CONMED Corporation (NYSE: CNMD) has received a downgrade from equities research analysts at Zacks Research, who shifted their rating from “hold” to “strong sell.” This change, reported on November 6, 2023, reflects growing concerns about the company’s stock performance amid recent financial developments.
Multiple analysts have recently reassessed their positions on CONMED, further complicating its market outlook. JPMorgan Chase & Co. lowered their price target from $58.00 to $52.00 while maintaining a “neutral” rating. Similarly, Piper Sandler adjusted their price target from $68.00 to $55.00 but kept an “overweight” rating. On the other hand, Bank of America reduced their price objective from $65.00 to $52.00 and also set a “neutral” rating. Wells Fargo & Company issued a price decrease from $57.00 to $47.00, categorizing the stock as “equal weight.”
The consensus among analysts indicates a cautious approach, with one analyst rating the stock as a Buy, five issuing Hold ratings, and two providing Sell ratings. According to MarketBeat, the current average rating for CONMED is “Reduce,” with an average target price of $53.67.

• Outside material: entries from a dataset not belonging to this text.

//! Order lifecycle, stock bookkeeping and expiry of unpaid orders.

use std::sync::Arc;

use chrono::{DateTime, TimeDelta, Utc};
use tokio::task::JoinHandle;
use tokio::time::MissedTickBehavior;
use tracing::{debug, error, info, instrument, warn};

use fournil_core::{OrderId, OrderStatus};

use crate::config::OrderConfig;
use crate::db::{RepositoryError, Store};
use crate::models::{Order, OrderFilter, OrderLine, StatusTransitionError};

/// An order status change failed.
#[derive(Debug, thiserror::Error)]
pub enum OrderError {
    #[error("order not found")]
    NotFound,

    #[error(transparent)]
    Transition(#[from] StatusTransitionError),

    #[error(transparent)]
    Repository(#[from] RepositoryError),
}

/// Take the stock for every line, or none of it.
///
/// Lines already decremented are put back if a later one fails.
///
/// # Errors
///
/// Returns `RepositoryError::Conflict` naming the product that ran out, or
/// `NotFound` for a product that no longer exists.
#[instrument(skip_all, fields(lines = lines.len()))]
pub async fn reserve_stock(store: &dyn Store, lines: &[OrderLine]) -> Result<(), RepositoryError> {
    let mut taken: Vec<OrderLine> = Vec::with_capacity(lines.len());
    for line in lines {
        let delta = i32::try_from(line.quantity).unwrap_or(i32::MAX);
        match store.adjust_stock(line.product_id, -delta).await {
            Ok(_) => taken.push(line.clone()),
            Err(e) => {
                warn!(product_id = %line.product_id, error = %e, "Stock reservation failed, rolling back");
                restore_stock(store, &taken).await;
                return Err(match e {
                    RepositoryError::Conflict(_) => {
                        RepositoryError::Conflict(format!("not enough stock for {}", line.name))
                    }
                    other => other,
                });
            }
        }
    }
    Ok(())
}

/// Give back the stock of `lines`. Failures are logged, not returned.
pub async fn restore_stock(store: &dyn Store, lines: &[OrderLine]) {
    for line in lines {
        let delta = i32::try_from(line.quantity).unwrap_or(i32::MAX);
        if let Err(e) = store.adjust_stock(line.product_id, delta).await {
            warn!(product_id = %line.product_id, error = %e, "Failed to restore stock");
        }
    }
}

/// Give back the promo use counted when an order was placed. Failures are logged.
pub async fn release_promo_use(store: &dyn Store, code: &str) {
    if let Err(e) = store.release_promo_use(code).await {
        warn!(code, error = %e, "Failed to release promo code use");
    }
}

/// Move order `id` to `next`, restoring stock and the promo use when it is
/// cancelled.
///
/// # Errors
///
/// Returns `OrderError::NotFound`, `OrderError::Transition` if the lifecycle
/// forbids the move, or a repository `Conflict` if the order changed
/// concurrently.
#[instrument(skip(store))]
pub async fn transition_order(
    store: &dyn Store,
    id: OrderId,
    next: OrderStatus,
) -> Result<Order, OrderError> {
    let order = store.get_order(id).await?.ok_or(OrderError::NotFound)?;
    order.check_transition(next)?;
    let updated = store
        .transition_order_status(id, order.status, next)
        .await?;
    if next == OrderStatus::Cancelled {
        restore_stock(store, &updated.lines).await;
        if let Some(code) = &updated.promo_code {
            release_promo_use(store, code).await;
        }
    }
    info!(
        order_number = %updated.number,
        from = %order.status,
        to = %next,
        "Order status changed"
    );
    Ok(updated)
}

/// Cancel every `pending_payment` order created before `cutoff`.
///
/// Stock of each cancelled order is released. Orders paid or cancelled in
/// the meantime are left alone. Returns how many orders expired.
///
/// # Errors
///
/// Returns `OrderError::Repository` if the pending orders cannot be listed.
#[instrument(skip(store))]
pub async fn expire_pending_orders(
    store: &dyn Store,
    cutoff: DateTime<Utc>,
) -> Result<usize, OrderError> {
    let pending = store
        .list_orders(&OrderFilter {
            status: Some(OrderStatus::PendingPayment),
            ..OrderFilter::default()
        })
        .await?;

    let mut expired = 0;
    for order in pending.iter().filter(|o| o.created_at < cutoff) {
        match transition_order(store, order.id, OrderStatus::Cancelled).await {
            Ok(_) => expired += 1,
            Err(
                OrderError::NotFound
                | OrderError::Transition(_)
                | OrderError::Repository(RepositoryError::Conflict(_)),
            ) => {
                debug!(order_number = %order.number, "Order changed before expiry, skipped");
            }
            Err(e) => {
                warn!(order_number = %order.number, error = %e, "Failed to expire pending order");
            }
        }
    }
    if expired > 0 {
        info!(expired, "Expired unpaid orders");
    }
    Ok(expired)
}

/// Spawn a background task expiring unpaid orders older than
/// `config.pending_ttl`, every `config.sweep_interval`.
pub fn spawn_pending_order_sweeper(store: Arc<dyn Store>, config: &OrderConfig) -> JoinHandle<()> {
    let ttl = TimeDelta::from_std(config.pending_ttl).unwrap_or(TimeDelta::MAX);
    let every = config.sweep_interval;
    info!(
        ttl_minutes = ttl.num_minutes(),
        every_secs = every.as_secs(),
        "Spawning pending order sweeper"
    );
    tokio::spawn(async move {
        let mut ticker = tokio::time::interval(every);
        ticker.set_missed_tick_behavior(MissedTickBehavior::Delay);
        loop {
            ticker.tick().await;
            let Some(cutoff) = Utc::now().checked_sub_signed(ttl) else {
                continue;
            };
            if let Err(e) = expire_pending_orders(store.as_ref(), cutoff).await {
                error!(error = %e, "Pending order sweep failed");
            }
        }
    })
}

#[cfg(test)]
#[allow(clippy::unwrap_used)]
mod tests {
    use super::*;
    use crate::db::{CatalogRepository, OrderRepository};
    use crate::db::MemoryStore;
    use crate::models::{CustomerInfo, NewOrder, OrderTotals, ProductInput};
    use chrono::NaiveDate;
    use fournil_core::{Email, Phone, Price};
    use std::time::Duration;

    async fn product(store: &MemoryStore, name: &str, stock: u32) -> OrderLine {
        let product = store
            .create_product(&ProductInput {
                name: name.to_owned(),
                description: String::new(),
                price: Price::from_cents(250),
                images: vec![],
                category_id: None,
                stock,
                available: true,
            })
            .await
            .unwrap();
        OrderLine {
            product_id: product.id,
            name: product.name,
            unit_price: product.price,
            quantity: 2,
            line_total: product.price.times(2),
        }
    }

    async fn order(store: &MemoryStore, lines: Vec<OrderLine>) -> Order {
        order_numbered(store, "CMD-20260603-ABCDEF", lines).await
    }

    async fn order_numbered(store: &MemoryStore, number: &str, lines: Vec<OrderLine>) -> Order {
        store
            .create_order(&NewOrder {
                number: number.to_owned(),
                user_id: None,
                lines,
                pickup_at: NaiveDate::from_ymd_opt(2026, 6, 3)
                    .unwrap()
                    .and_hms_opt(9, 0, 0)
                    .unwrap(),
                customer: CustomerInfo {
                    first_name: "Léa".to_owned(),
                    last_name: "Martin".to_owned(),
                    email: Email::parse("lea@example.fr").unwrap(),
                    phone: Phone::parse("0612345678").unwrap(),
                    note: None,
                },
                promo_code: None,
                totals: OrderTotals::default(),
                slot_capacity: 10,
            })
            .await
            .unwrap()
    }

    #[tokio::test]
    async fn test_reserve_rolls_back() {
        let store = MemoryStore::new();
        let plenty = product(&store, "Baguette", 10).await;
        let scarce = product(&store, "Paris-Brest", 1).await;

        let err = reserve_stock(&store, &[plenty.clone(), scarce.clone()])
            .await
            .unwrap_err();
        assert!(matches!(err, RepositoryError::Conflict(msg) if msg.contains("Paris-Brest")));
        let baguette = store.get_product(plenty.product_id).await.unwrap().unwrap();
        assert_eq!(baguette.stock, 10);

        reserve_stock(&store, &[plenty.clone()]).await.unwrap();
        let baguette = store.get_product(plenty.product_id).await.unwrap().unwrap();
        assert_eq!(baguette.stock, 8);
    }

    #[tokio::test]
    async fn test_transitions_and_cancel_restores_stock() {
        let store = MemoryStore::new();
        let line = product(&store, "Baguette", 10).await;
        reserve_stock(&store, &[line.clone()]).await.unwrap();
        let placed = order(&store, vec![line.clone()]).await;

        assert!(matches!(
            transition_order(&store, placed.id, OrderStatus::Ready).await,
            Err(OrderError::Transition(_))
        ));
        let confirmed = transition_order(&store, placed.id, OrderStatus::Confirmed)
            .await
            .unwrap();
        assert_eq!(confirmed.status, OrderStatus::Confirmed);

        transition_order(&store, placed.id, OrderStatus::Cancelled)
            .await
            .unwrap();
        let baguette = store.get_product(line.product_id).await.unwrap().unwrap();
        assert_eq!(baguette.stock, 10);

        assert!(matches!(
            transition_order(&store, placed.id, OrderStatus::Confirmed).await,
            Err(OrderError::Transition(_))
        ));
        assert!(matches!(
            transition_order(&store, OrderId::new(999), OrderStatus::Confirmed).await,
            Err(OrderError::NotFound)
        ));
    }

    #[tokio::test]
    async fn test_expire_pending_orders_releases_stock() {
        let store = MemoryStore::new();
        let line = product(&store, "Baguette", 10).await;
        reserve_stock(&store, &[line.clone(), line.clone()]).await.unwrap();
        let unpaid = order_numbered(&store, "CMD-20260603-UNPAID", vec![line.clone()]).await;
        let paid = order_numbered(&store, "CMD-20260603-PAIDUP", vec![line.clone()]).await;
        transition_order(&store, paid.id, OrderStatus::Confirmed)
            .await
            .unwrap();

        let too_early = Utc::now() - TimeDelta::minutes(30);
        assert_eq!(expire_pending_orders(&store, too_early).await.unwrap(), 0);
        let baguette = store.get_product(line.product_id).await.unwrap().unwrap();
        assert_eq!(baguette.stock, 6);

        let cutoff = Utc::now() + TimeDelta::minutes(1);
        assert_eq!(expire_pending_orders(&store, cutoff).await.unwrap(), 1);
        let unpaid = store.get_order(unpaid.id).await.unwrap().unwrap();
        assert_eq!(unpaid.status, OrderStatus::Cancelled);
        let paid = store.get_order(paid.id).await.unwrap().unwrap();
        assert_eq!(paid.status, OrderStatus::Confirmed);
        let baguette = store.get_product(line.product_id).await.unwrap().unwrap();
        assert_eq!(baguette.stock, 8);

        assert_eq!(expire_pending_orders(&store, cutoff).await.unwrap(), 0);
    }

    #[tokio::test]
    async fn test_sweeper_expires_orders_in_background() {
        let store = Arc::new(MemoryStore::new());
        let line = product(&store, "Baguette", 10).await;
        reserve_stock(store.as_ref(), &[line.clone()]).await.unwrap();
        let unpaid = order(&store, vec![line.clone()]).await;

        let handle = spawn_pending_order_sweeper(
            Arc::clone(&store) as Arc<dyn Store>,
            &OrderConfig {
                pending_ttl: Duration::ZERO,
                sweep_interval: Duration::from_millis(10),
            },
        );
        for _ in 0..100 {
            tokio::time::sleep(Duration::from_millis(20)).await;
            if store.get_order(unpaid.id).await.unwrap().unwrap().status == OrderStatus::Cancelled {
                break;
            }
        }
        handle.abort();

        let unpaid = store.get_order(unpaid.id).await.unwrap().unwrap();
        assert_eq!(unpaid.status, OrderStatus::Cancelled);
        let baguette = store.get_product(line.product_id).await.unwrap().unwrap();
        assert_eq!(baguette.stock, 10);
    }
}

Recent Financial Performance
CONMED recently reported its quarterly earnings on November 5, 2023, revealing earnings per share (EPS) of $1.08, exceeding analysts’ expectations of $1.05 by $0.03. The company recorded a net margin of 4.75% and a return on equity of 14.22%. Revenue for the quarter stood at $337.93 million, surpassing the consensus estimate of $334.76 million. This performance marks a 6.7% increase in revenue compared to the same quarter last year, where the company reported an EPS of $1.05.
Looking ahead, CONMED has projected its fiscal year 2025 EPS guidance to be between $4.480 and $4.530, while analysts predict the company will achieve an EPS of $4.35 for the current year.
Institutional Investments Shift
Recent changes in institutional trading reflect a dynamic investment landscape for CONMED. Notably, Keeler Thomas Management LLC acquired a new position valued at approximately $1,081,000 in the second quarter. Dynamic Technology Lab Private Ltd also entered a new position worth around $659,000.
In addition, Aurora Investment Counsel increased its stake in CONMED by 39.3% during the same period, owning 24,580 shares valued at $1,280,000 after purchasing an additional 6,930 shares. Nordea Investment Management AB slightly grew its holdings by 0.7%, holding 75,441 shares now valued at $3,948,000. Finally, Ninety One UK Ltd also acquired a new position in the company valued at about $1,002,000.
Founded in 1970 and headquartered in Utica, New York, CONMED Corporation specializes in developing and manufacturing surgical devices and accessories for minimally invasive procedures across various medical fields, including orthopedics, general surgery, gastroenterology, and gynecology.
As the stock market reacts to these developments and analysts continue to adjust their ratings, the future trajectory of CONMED remains a focal point for investors and market watchers alike.